The main market for the product is the enterprise developer who needs to synthesize something slick from a collection of legacy systems that probably live under the control of data barons living on different sides of the battle lines in interdepartmental feuds that may go back centuries. Denodo can pull apart HTML and suss out information in e-mails, all without waiting for a recalcitrant team to find the resources to come to your assistance.
Mix and mash
There are already a number of interesting products on the market for creating these mashups. (See InfoWorld's reviews of WSO2 Mashup Server, JackBe Presto, Nexaweb Enterprise Web 2.0 Suite, Jitterbit, and Kapow RoboSuite.) Denodo emphasizes that it can do much more than just suck in Web services, mash them up, and spit them out as XML. It can also parse some data, take apart HTML, and even try to clean it up a bit along the way in what Denodo calls a "transformation and enrichment layer."

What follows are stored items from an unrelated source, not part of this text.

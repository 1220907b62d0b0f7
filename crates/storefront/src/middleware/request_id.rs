//! Request ID propagation.
//!
//! An `x-request-id` from the upstream proxy is reused when it looks sane;
//! otherwise a UUID v4 is generated. The ID is recorded on the current span,
//! tagged in the Sentry scope and echoed in the response.

use axum::{extract::Request, http::HeaderValue, middleware::Next, response::Response};
use tracing::Span;
use uuid::Uuid;

/// The HTTP header name for request IDs.
pub const REQUEST_ID_HEADER: &str = "x-request-id";

const MAX_REQUEST_ID_LEN: usize = 128;

/// An upstream ID worth keeping: short, non-empty, printable ASCII.
fn accept_upstream(value: &str) -> bool {
    !value.is_empty()
        && value.len() <= MAX_REQUEST_ID_LEN
        && value.bytes().all(|b| b.is_ascii_graphic())
}

/// Middleware that ensures every request has an ID.
pub async fn request_id_middleware(request: Request, next: Next) -> Response {
    let request_id = request
        .headers()
        .get(REQUEST_ID_HEADER)
        .and_then(|h| h.to_str().ok())
        .filter(|id| accept_upstream(id))
        .map_or_else(|| Uuid::new_v4().to_string(), String::from);

    Span::current().record("request_id", &request_id);
    sentry::configure_scope(|scope| {
        scope.set_tag("request_id", &request_id);
    });

    let mut response = next.run(request).await;

    if let Ok(value) = HeaderValue::from_str(&request_id) {
        response.headers_mut().insert(REQUEST_ID_HEADER, value);
    }

    response
}

#[cfg(test)]
#[allow(clippy::unwrap_used)]
mod tests {
    use super::*;
    use axum::{Router, body::Body, http, middleware, routing::get};
    use tower::ServiceExt;

    fn app() -> Router {
        Router::new()
            .route("/", get(|| async { "ok" }))
            .layer(middleware::from_fn(request_id_middleware))
    }

    async fn response_id(request: http::Request<Body>) -> String {
        let response = app().oneshot(request).await.unwrap();
        response
            .headers()
            .get(REQUEST_ID_HEADER)
            .unwrap()
            .to_str()
            .unwrap()
            .to_string()
    }

    #[tokio::test]
    async fn test_upstream_id_is_kept() {
        let request = http::Request::builder()
            .uri("/")
            .header(REQUEST_ID_HEADER, "edge-1234")
            .body(Body::empty())
            .unwrap();
        assert_eq!(response_id(request).await, "edge-1234");
    }

    #[tokio::test]
    async fn test_id_generated_when_absent() {
        let request = http::Request::builder().uri("/").body(Body::empty()).unwrap();
        let id = response_id(request).await;
        assert!(Uuid::parse_str(&id).is_ok());
    }

    #[tokio::test]
    async fn test_oversized_upstream_id_replaced() {
        let request = http::Request::builder()
            .uri("/")
            .header(REQUEST_ID_HEADER, "a".repeat(MAX_REQUEST_ID_LEN + 1))
            .body(Body::empty())
            .unwrap();
        let id = response_id(request).await;
        assert!(Uuid::parse_str(&id).is_ok());
    }
}
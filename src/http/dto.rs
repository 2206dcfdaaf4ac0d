//! Data Transfer Objects for the HTTP API.
//!
//! The domain types in [`crate::api`] already derive Serialize/Deserialize
//! and are used directly on the wire; this module adds the endpoint
//! envelopes and query types.

use serde::{Deserialize, Serialize};

pub use crate::api::{NewSurveyResponse, SurveyResponse};

/// Response body for a successful submission.
#[derive(Debug, Clone, Serialize, Deserialize)]
pub struct SubmitResponse {
    /// Confirmation message
    pub message: String,
    /// The persisted record, including its assigned id
    pub data: SurveyResponse,
}

/// Query parameters for the export endpoint.
#[derive(Debug, Clone, Serialize, Deserialize, Default)]
pub struct ExportQuery {
    /// Admin token to compare against the configured secret
    #[serde(rename = "adminToken")]
    pub admin_token: Option<String>,
}

/// Health check response.
#[derive(Debug, Clone, Serialize, Deserialize)]
pub struct HealthResponse {
    /// Status of the service
    pub status: String,
    /// Version of the API
    pub version: String,
    /// Database connection status
    pub database: String,
}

Denodo feels like a product that lives up to wearing the number 4.1 next to its name. It is a fully functional collection of data-moving tools that has built up over several generations. There are a number of smart extensions that someone had the bright idea to add to the platform over the years. At some time, there was a programmer who needed to mash up some mixture of data from a tab-delimited data file, mix in some calls to a JDBC server, and then store the result in a text-searchable database. All of these connectors and more are already implemented and ready to load in the Virtual DataPort (VDP) layer. The tool for taming the various data sources, the Virtual DataPort lets you page through a number of tables of data.